Postby cncdrive » Sun Dec 25, 2016 6:24 am

The motion controller itself can handle encoder reading upto half of the max.kernel frequency of the device which is max.200kHz for the UC300ETH and UC400ETH,
but the real limit is the low pass filter on the inputs which cuts the input frequency at about 50kHz.
So, wirh the UC300ETH with the -5LPT motherboard the input frequency for the encoder counting is around 50kHz.
Most breakout boards pushes this limit lower to 5-20kHz if they use standard low speed 4N25/TLP181 or similar low frequency optocouplers.
Unless the BOB has high speed optos like the 6N137/HCPL2530,2531,2630,2631 then it will be the bottleneck.

However I have doubts that you really want to cut threads and make taps with 5000 RPM spindle speed, I mean even for a low diameter thread or tap it will be an extremely high surface speed.
We mostly drill taps only with a few hundred RPMs spindle speed and you only need the encoder to count properly when you cutting the threads and making the taps,
when you do other operations with the machine and running the spindle faster then it is not a problem if the encoder frequency is higher than what the device can handle,
because for other operations the encoder is not required.

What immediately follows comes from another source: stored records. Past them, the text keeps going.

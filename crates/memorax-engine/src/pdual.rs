//! The PDual abstraction: one FIFO channel per process instead of the
//! single global buffer. After the initial propagation sentinel, a
//! process's channel only ever carries that process's own writes.

use std::collections::{BTreeMap, BTreeSet};

use memorax_machine::lang::{Instr, Nml, RExpr};
use memorax_machine::{Machine, PTransition, StateId, Transition};

use crate::constraint::{
    assume_backward, characterize_channel, constrain_expr_to, entailment_compare_channels,
    eval_rexpr, reg_assign_backward, Characterization, Constraint, Msg,
};
use crate::errors::EngineError;
use crate::sb::MsgHdr;
use crate::zstar::{comb, Comparison, Store, ZStar};

/// Shared read-only context for one PDual analysis.
#[derive(Debug, Clone)]
pub struct DualCommon {
    pub machine: Machine,
    pub mem_size: usize,
    reg_counts: Vec<usize>,
    nml_index: BTreeMap<Nml, usize>,
    all_nmls: BTreeSet<Nml>,
    msg_hdrs: Vec<MsgHdr>,
}

impl DualCommon {
    /// Builds the context. Multi-location locked writes cannot be
    /// expressed with per-process channels and are rejected.
    pub fn new(machine: Machine) -> Result<Self, EngineError> {
        for aut in &machine.automata {
            for t in &aut.transitions {
                if let Some(nmls) = t.instr.locked_write_nmls() {
                    if nmls.len() > 1 {
                        return Err(EngineError::UnsupportedCombination(
                            "the pdual abstraction does not support locked blocks writing \
                             multiple memory locations"
                                .into(),
                        ));
                    }
                }
            }
        }
        let nmls = machine.all_nmls();
        let nml_index: BTreeMap<Nml, usize> =
            nmls.iter().enumerate().map(|(i, n)| (*n, i)).collect();
        let mut hdrs: BTreeSet<MsgHdr> = BTreeSet::new();
        for (pid, aut) in machine.automata.iter().enumerate() {
            for t in &aut.transitions {
                if let Some(nml) = t.instr.buffered_write_nml() {
                    hdrs.insert(MsgHdr {
                        wpid: pid,
                        nmls: [nml].into_iter().collect(),
                    });
                }
            }
        }
        Ok(DualCommon {
            mem_size: nmls.len(),
            reg_counts: machine.regs.iter().map(|r| r.len()).collect(),
            nml_index,
            all_nmls: nmls.into_iter().collect(),
            msg_hdrs: hdrs.into_iter().collect(),
            machine,
        })
    }

    pub fn index(&self, nml: Nml) -> usize {
        self.nml_index[&nml]
    }

    pub fn bad_states(&self) -> Vec<DualChannelConstraint> {
        self.machine
            .forbidden
            .iter()
            .map(|tuple| DualChannelConstraint::for_pcs(tuple.clone(), self))
            .collect()
    }

    fn init_value_matches(&self, nml: Nml, cell: ZStar) -> bool {
        match cell {
            ZStar::Star => true,
            ZStar::Int(v) => match self.machine.init_value(nml) {
                memorax_dsl::ast::InitValue::Wild => true,
                memorax_dsl::ast::InitValue::Int(i) => v == i,
            },
        }
    }
}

And our encoder to feed syncronisation algorithm also doing look ahead based on the spindle RPM it looks ahead and calculates the spindle angle with sub encoder counts resolution and this algorithm works really good even when the encoder resolution is much lower than the steps resolution of the axis.

We do not support single index channel because then the controller is blind about the real position between the index signals and in one full spindle turn the spindle speed could change a lot,
and with a single index you can't detect the direction of the rotation, with the A and the B encoder signals you can.
So, with index only you could not detect when the spindle changed the direction which is a problem in rigid tapping, because the controller has to change the feed axis direction on the bottom of the tap.

Even with a 100PPR encoder the resolution is 400 counts per revolution (CPR), since the controller counts in quadrature mode with counting the A and B channels' both rising and falling edges,
so it gives a 0.9 degree resolution and together with the current rotation speed based look ahead this encoder resolution works really good on our machines.